Check each line of the records below for the string "after", then state how many lines contain it, with no other output.

[Opening Provided entries section]

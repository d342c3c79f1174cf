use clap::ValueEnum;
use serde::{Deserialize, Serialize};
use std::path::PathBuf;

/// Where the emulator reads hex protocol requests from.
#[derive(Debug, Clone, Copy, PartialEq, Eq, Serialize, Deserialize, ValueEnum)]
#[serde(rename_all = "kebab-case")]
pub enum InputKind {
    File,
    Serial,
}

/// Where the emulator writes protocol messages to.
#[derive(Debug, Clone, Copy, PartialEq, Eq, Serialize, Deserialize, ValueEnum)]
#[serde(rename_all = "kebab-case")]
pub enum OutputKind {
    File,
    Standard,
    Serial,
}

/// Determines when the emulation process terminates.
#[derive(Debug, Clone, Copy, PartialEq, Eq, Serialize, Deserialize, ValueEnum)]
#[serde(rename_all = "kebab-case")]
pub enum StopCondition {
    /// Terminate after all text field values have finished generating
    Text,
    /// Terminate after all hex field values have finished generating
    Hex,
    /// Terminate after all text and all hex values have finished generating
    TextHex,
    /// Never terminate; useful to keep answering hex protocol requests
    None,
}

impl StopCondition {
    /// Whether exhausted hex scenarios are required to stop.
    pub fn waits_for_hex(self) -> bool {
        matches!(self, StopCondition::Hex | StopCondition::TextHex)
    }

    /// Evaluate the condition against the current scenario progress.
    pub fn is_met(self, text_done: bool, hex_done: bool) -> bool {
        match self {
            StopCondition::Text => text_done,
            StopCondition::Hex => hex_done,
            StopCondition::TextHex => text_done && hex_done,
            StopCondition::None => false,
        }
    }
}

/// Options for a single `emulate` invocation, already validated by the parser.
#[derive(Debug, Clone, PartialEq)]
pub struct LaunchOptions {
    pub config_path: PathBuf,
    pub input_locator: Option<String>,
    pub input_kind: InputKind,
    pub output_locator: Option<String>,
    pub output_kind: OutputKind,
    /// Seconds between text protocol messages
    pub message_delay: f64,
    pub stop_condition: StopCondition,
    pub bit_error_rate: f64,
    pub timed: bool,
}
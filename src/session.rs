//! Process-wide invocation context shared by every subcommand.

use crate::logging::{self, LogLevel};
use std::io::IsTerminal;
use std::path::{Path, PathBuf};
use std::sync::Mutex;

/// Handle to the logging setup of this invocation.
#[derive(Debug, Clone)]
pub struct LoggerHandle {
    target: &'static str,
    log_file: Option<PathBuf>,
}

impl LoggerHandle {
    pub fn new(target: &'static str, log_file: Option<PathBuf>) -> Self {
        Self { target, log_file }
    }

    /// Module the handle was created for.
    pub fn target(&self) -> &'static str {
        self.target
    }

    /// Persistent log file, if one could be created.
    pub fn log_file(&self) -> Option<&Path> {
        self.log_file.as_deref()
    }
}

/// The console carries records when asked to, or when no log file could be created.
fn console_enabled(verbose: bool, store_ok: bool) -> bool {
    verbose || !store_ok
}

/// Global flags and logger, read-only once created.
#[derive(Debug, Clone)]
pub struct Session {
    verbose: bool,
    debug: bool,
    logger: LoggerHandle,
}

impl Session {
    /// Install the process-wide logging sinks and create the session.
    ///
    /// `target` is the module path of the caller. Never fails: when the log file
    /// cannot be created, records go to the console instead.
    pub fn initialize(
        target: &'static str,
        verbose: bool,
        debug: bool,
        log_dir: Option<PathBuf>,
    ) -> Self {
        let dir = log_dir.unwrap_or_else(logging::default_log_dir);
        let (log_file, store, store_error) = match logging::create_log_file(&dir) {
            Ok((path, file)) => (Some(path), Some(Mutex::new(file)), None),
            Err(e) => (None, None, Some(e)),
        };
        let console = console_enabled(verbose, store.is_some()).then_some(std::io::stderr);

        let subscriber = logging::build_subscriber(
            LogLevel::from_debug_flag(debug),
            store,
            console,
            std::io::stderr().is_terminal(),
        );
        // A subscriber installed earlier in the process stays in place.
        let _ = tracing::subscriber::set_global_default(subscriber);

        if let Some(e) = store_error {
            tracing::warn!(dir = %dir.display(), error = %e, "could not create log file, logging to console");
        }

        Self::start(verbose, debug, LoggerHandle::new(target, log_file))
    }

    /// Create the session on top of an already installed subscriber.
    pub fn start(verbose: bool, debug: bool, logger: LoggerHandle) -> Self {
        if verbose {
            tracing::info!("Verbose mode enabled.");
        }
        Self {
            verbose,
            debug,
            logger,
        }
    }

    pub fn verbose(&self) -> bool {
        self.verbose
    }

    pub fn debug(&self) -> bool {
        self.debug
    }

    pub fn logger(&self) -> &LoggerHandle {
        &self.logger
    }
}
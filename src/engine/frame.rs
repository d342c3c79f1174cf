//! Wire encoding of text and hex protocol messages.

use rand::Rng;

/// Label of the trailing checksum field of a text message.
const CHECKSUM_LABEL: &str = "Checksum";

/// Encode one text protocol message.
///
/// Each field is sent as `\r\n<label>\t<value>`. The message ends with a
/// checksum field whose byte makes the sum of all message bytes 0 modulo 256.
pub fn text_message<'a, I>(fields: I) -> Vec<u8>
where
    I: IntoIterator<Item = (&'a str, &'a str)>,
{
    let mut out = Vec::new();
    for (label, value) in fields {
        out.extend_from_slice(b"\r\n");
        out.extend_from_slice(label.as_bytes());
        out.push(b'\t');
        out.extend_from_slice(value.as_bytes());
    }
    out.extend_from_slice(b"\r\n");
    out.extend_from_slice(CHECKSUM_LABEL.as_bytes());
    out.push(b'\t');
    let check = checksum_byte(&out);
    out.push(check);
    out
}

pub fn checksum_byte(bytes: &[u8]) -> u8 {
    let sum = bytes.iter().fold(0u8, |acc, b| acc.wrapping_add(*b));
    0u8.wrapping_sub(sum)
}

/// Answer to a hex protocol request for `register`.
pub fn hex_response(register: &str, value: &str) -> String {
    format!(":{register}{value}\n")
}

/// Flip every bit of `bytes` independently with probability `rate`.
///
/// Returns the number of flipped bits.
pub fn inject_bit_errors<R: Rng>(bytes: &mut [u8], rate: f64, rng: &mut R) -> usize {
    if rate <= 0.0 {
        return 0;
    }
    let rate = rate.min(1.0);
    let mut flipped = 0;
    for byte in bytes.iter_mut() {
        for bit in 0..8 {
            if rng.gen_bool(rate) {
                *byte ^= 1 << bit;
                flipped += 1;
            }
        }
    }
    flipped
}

[Closing Provided entries section]

> Answer box: 3